La mort jalonne leurs expériences, en marge des aventures quotidiennes au bord de l'eau, dans le port, dans les ruelles pavées de Porto ou près des chemins de fer. Des rêves aux couleurs expressionnistes, des sentiments amoureux, des histoires de trahison, une sensation de culpabilité qui gangrène tout un imaginaire... La palette des émotions de l'enfance dépeintes est d'une diversité émouvante, très nuancées dans leur description.
2 réactions
1 De Serge LEFORT - 11/02/2025, 09:14
Selon mon souvenir, Aniki Bóbó est un conte moralisateur :
. J'ai quand même aimé la mise en scène de Manoel de Oliveira et surtout la photographie de António Mendes. Je privilégie de plus en plus le directeur de la photographie, car c'est lui qui a le plus important rôle artistique. Le réalisateur est surtout un chef d'entreprise qui a la maîtrise du projet, mais délègue son exécution aux membres de son équipe.À partir de Francisca (1981), les films de Manoel de Oliveira sont devenus trop bavards à mon goût ou incompréhensibles comme Mon cas (1986).
À partir de Os Canibais (1988), beaucoup de ses films furent sponsorisés alors qu'il était alors connu et reconnu.
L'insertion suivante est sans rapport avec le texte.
//! Unified error handling for the server.

use axum::{
    http::StatusCode,
    response::{IntoResponse, Response},
    Json,
};
use serde::Serialize;
use shelf_engine::ErrorKind;

/// Application error type.
#[derive(Debug, thiserror::Error)]
pub enum AppError {
    #[error("Engine error: {0}")]
    Engine(#[from] shelf_engine::Error),

    #[error("Invalid request: {0}")]
    BadRequest(String),

    #[error("Internal error: {0}")]
    Internal(String),
}

/// Error response body.
#[derive(Serialize)]
struct ErrorResponse {
    error: String,
    #[serde(skip_serializing_if = "Option::is_none")]
    details: Option<String>,
}

impl AppError {
    /// Status code this error is reported with.
    pub fn status(&self) -> StatusCode {
        match self {
            AppError::Engine(e) => match e.kind() {
                ErrorKind::Validation => StatusCode::UNPROCESSABLE_ENTITY,
                ErrorKind::Parse => StatusCode::BAD_REQUEST,
                ErrorKind::Io => StatusCode::INTERNAL_SERVER_ERROR,
            },
            AppError::BadRequest(_) => StatusCode::BAD_REQUEST,
            AppError::Internal(_) => StatusCode::INTERNAL_SERVER_ERROR,
        }
    }
}

impl IntoResponse for AppError {
    fn into_response(self) -> Response {
        let status = self.status();
        let (error_message, details) = match &self {
            AppError::Engine(e) if e.kind() == ErrorKind::Io => {
                tracing::error!("Engine IO error: {:?}", e);
                ("Internal server error".to_string(), Some(e.to_string()))
            }
            AppError::Engine(e) => {
                tracing::warn!("Engine error: {:?}", e);
                (e.to_string(), None)
            }
            AppError::BadRequest(msg) => (msg.clone(), None),
            AppError::Internal(msg) => {
                tracing::error!("Internal error: {}", msg);
                ("Internal server error".to_string(), Some(msg.clone()))
            }
        };

        let body = Json(ErrorResponse {
            error: error_message,
            details,
        });

        (status, body).into_response()
    }
}

/// Result type alias for handlers.
pub type Result<T> = std::result::Result<T, AppError>;
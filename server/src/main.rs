//! Shelf Server - HTTP service around the book record editor engine.
//!
//! The server owns one editing workspace: a collection imported from CSV or
//! generated, the pristine copy it can be reset to, the current view
//! parameters and the last import error. Browser clients drive it through
//! JSON endpoints and download the edited collection as CSV.

mod config;
mod error;
mod handlers;
mod routes;
mod state;

use crate::config::Config;
use crate::state::{SharedWorkspace, Workspace};
use axum::extract::DefaultBodyLimit;
use axum::Router;
use std::sync::Arc;
use tower_http::cors::{Any, CorsLayer};
use tower_http::trace::TraceLayer;
use tracing_subscriber::{layer::SubscriberExt, util::SubscriberInitExt};

/// Application state shared across handlers.
#[derive(Clone)]
pub struct AppState {
    pub workspace: SharedWorkspace,
    pub config: Arc<Config>,
}

impl AppState {
    pub fn new(config: Config) -> Self {
        Self {
            workspace: Workspace::shared(),
            config: Arc::new(config),
        }
    }
}

/// Build the router with its middleware stack.
pub fn build_app(state: AppState) -> Router {
    let body_limit = state.config.max_upload_bytes;

    Router::new()
        .merge(routes::create_routes())
        .layer(DefaultBodyLimit::max(body_limit))
        .layer(TraceLayer::new_for_http())
        .layer(
            CorsLayer::new()
                .allow_origin(Any)
                .allow_methods(Any)
                .allow_headers(Any),
        )
        .with_state(state)
}

#[tokio::main]
async fn main() -> Result<(), Box<dyn std::error::Error>> {
    // Initialize tracing
    tracing_subscriber::registry()
        .with(
            tracing_subscriber::EnvFilter::try_from_default_env().unwrap_or_else(|_| {
                "shelf_server=debug,shelf_engine=debug,tower_http=debug".into()
            }),
        )
        .with(tracing_subscriber::fmt::layer())
        .init();

    // Load configuration
    dotenvy::dotenv().ok();
    let config = Config::from_env()?;

    tracing::info!("Starting Shelf Server on {}:{}", config.host, config.port);
    tracing::debug!(
        page_size = config.page_size,
        synthetic_count = config.synthetic_count,
        max_synthetic_count = config.max_synthetic_count,
        max_upload_bytes = config.max_upload_bytes,
        "Loaded configuration"
    );

    let addr = format!("{}:{}", config.host, config.port);
    let app = build_app(AppState::new(config));

    // Start server
    let listener = tokio::net::TcpListener::bind(&addr).await?;
    tracing::info!("Server listening on {}", addr);

    axum::serve(listener, app).await?;

    Ok(())
}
O Estranho Caso de Angélica (2010) reste son meilleur film et de loin grâce à Sabine Lancelin (photographie) et Maria João Pires (piano). C'est mon instrument préféré et j'ai presque toute sa discographie ainsi que celle de Mitsuko Uchida ????
2 De Renaud - 11/02/2025, 11:05
Oui, je pense que tout récit d'apprentissage comprend une part de morale, après tout est dans le poids de cette composante... Ici honnêtement je la trouve très légère, notamment grâce à cette hauteur de vue — au niveau des enfants, de leurs émotions, de leur vision du monde des adultes, etc.
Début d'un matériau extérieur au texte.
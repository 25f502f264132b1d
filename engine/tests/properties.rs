//! Property-based tests for the store and query invariants.

use proptest::prelude::*;
use shelf_engine::{import, query, Book, Field, FieldValue, RawRow, RecordStore, SortOrder};

fn arb_field() -> impl Strategy<Value = Field> {
    prop_oneof![
        Just(Field::Title),
        Just(Field::Author),
        Just(Field::Genre),
        Just(Field::PublishedYear),
        Just(Field::Isbn),
    ]
}

fn arb_value() -> impl Strategy<Value = FieldValue> {
    prop_oneof![
        (-3000i64..3000).prop_map(FieldValue::Int),
        "[a-zA-Z0-9 ]{0,12}".prop_map(FieldValue::Text),
    ]
}

/// Cells without surrounding whitespace, so trimming is the identity.
fn arb_cell() -> impl Strategy<Value = String> {
    "[a-zA-Z0-9,\"]([a-zA-Z0-9 ,\"]{0,10}[a-zA-Z0-9,\"])?"
}

fn arb_rows() -> impl Strategy<Value = Vec<RawRow>> {
    prop::collection::vec(
        (arb_cell(), arb_cell(), arb_cell(), 0i32..3000, arb_cell()).prop_map(
            |(title, author, genre, year, isbn)| {
                RawRow::complete(&title, &author, &genre, &year.to_string(), &isbn)
            },
        ),
        1..40,
    )
}

/// Books with few distinct genres and years so sort keys collide often.
fn arb_books() -> impl Strategy<Value = Vec<Book>> {
    prop::collection::vec(
        (
            "[ab]{1,2}",
            prop_oneof![Just("Fiction"), Just("fiction"), Just("History")],
            1990i32..1994,
        ),
        0..60,
    )
    .prop_map(|items| {
        items
            .into_iter()
            .zip(1..)
            .map(|((title, genre, year), id)| Book::new(id, &title, "anon", genre, year, "0"))
            .collect()
    })
}

fn store_from(books: Vec<Book>) -> RecordStore {
    let mut store = RecordStore::new();
    store.load(books).unwrap();
    store
}

proptest! {
    #[test]
    fn prop_edit_unknown_id_is_noop(
        books in arb_books().prop_filter("non-empty", |b| !b.is_empty()),
        field in arb_field(),
        value in arb_value(),
        offset in 1u64..1000,
    ) {
        let unknown = books.len() as u64 + offset;
        let mut store = store_from(books);
        let before = store.records().to_vec();

        prop_assert!(!store.edit(unknown, field, value));
        prop_assert_eq!(store.records(), before.as_slice());
    }

    #[test]
    fn prop_reset_restores_pristine(
        books in arb_books().prop_filter("non-empty", |b| !b.is_empty()),
        edits in prop::collection::vec((1u64..70, arb_field(), arb_value()), 0..30),
    ) {
        let mut store = store_from(books.clone());
        for (id, field, value) in edits {
            store.edit(id, field, value);
        }

        store.reset();
        prop_assert_eq!(store.records(), books.as_slice());
        prop_assert!(!store.has_modifications());
    }

    #[test]
    fn prop_pages_cover_filtered_sorted(
        books in arb_books(),
        page_size in 1usize..25,
        desc in any::<bool>(),
    ) {
        let order = if desc { SortOrder::Desc } else { SortOrder::Asc };
        let filtered = query::filter(&books, "a", "");
        let sorted = query::sort(&filtered, Some(Field::Title), order);

        let first = query::paginate(&sorted, 1, page_size);
        let mut seen = Vec::new();
        for page in 1..=first.total_pages {
            let slice = query::paginate(&sorted, page, page_size);
            prop_assert!(!slice.items.is_empty());
            seen.extend(slice.items);
        }

        prop_assert_eq!(seen.len(), sorted.len());
        prop_assert_eq!(seen, sorted);
    }

    #[test]
    fn prop_desc_sort_is_stable(books in arb_books()) {
        let all: Vec<&Book> = books.iter().collect();
        let ascending = query::sort(&all, Some(Field::Genre), SortOrder::Asc);
        let descending = query::sort(&ascending, Some(Field::Genre), SortOrder::Desc);

        // Within each equal key the order from the input must survive
        for pair in descending.windows(2) {
            let (a, b) = (pair[0], pair[1]);
            if a.genre.to_lowercase() == b.genre.to_lowercase() {
                let pos_a = ascending.iter().position(|x| x.id == a.id).unwrap();
                let pos_b = ascending.iter().position(|x| x.id == b.id).unwrap();
                prop_assert!(pos_a < pos_b);
            }
        }
    }

    #[test]
    fn prop_csv_roundtrip(rows in arb_rows()) {
        let books = import::import_rows(rows.clone()).unwrap();
        let written = import::to_csv_string(&import::export_rows(&books)).unwrap();
        let reparsed = import::parse_csv(written.as_bytes()).unwrap();

        prop_assert_eq!(reparsed, rows);
    }
}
Pour le reste, je suis d'accord sur le fait qu'on accorde très souvent trop d'importance au seul réalisateur et qu'on va trop souvent chercher des continuités logiques dans une filmographie (politique des auteurs, toussa toussa), mais certains sont quand même plus auteurs que d'autres il me semble (de Oliveira est de ceux-là à mes yeux), sans que cela ne nie le travail aux autres postes.
Et bien d'accord en ce qui concerne L'Étrange Affaire Angélica !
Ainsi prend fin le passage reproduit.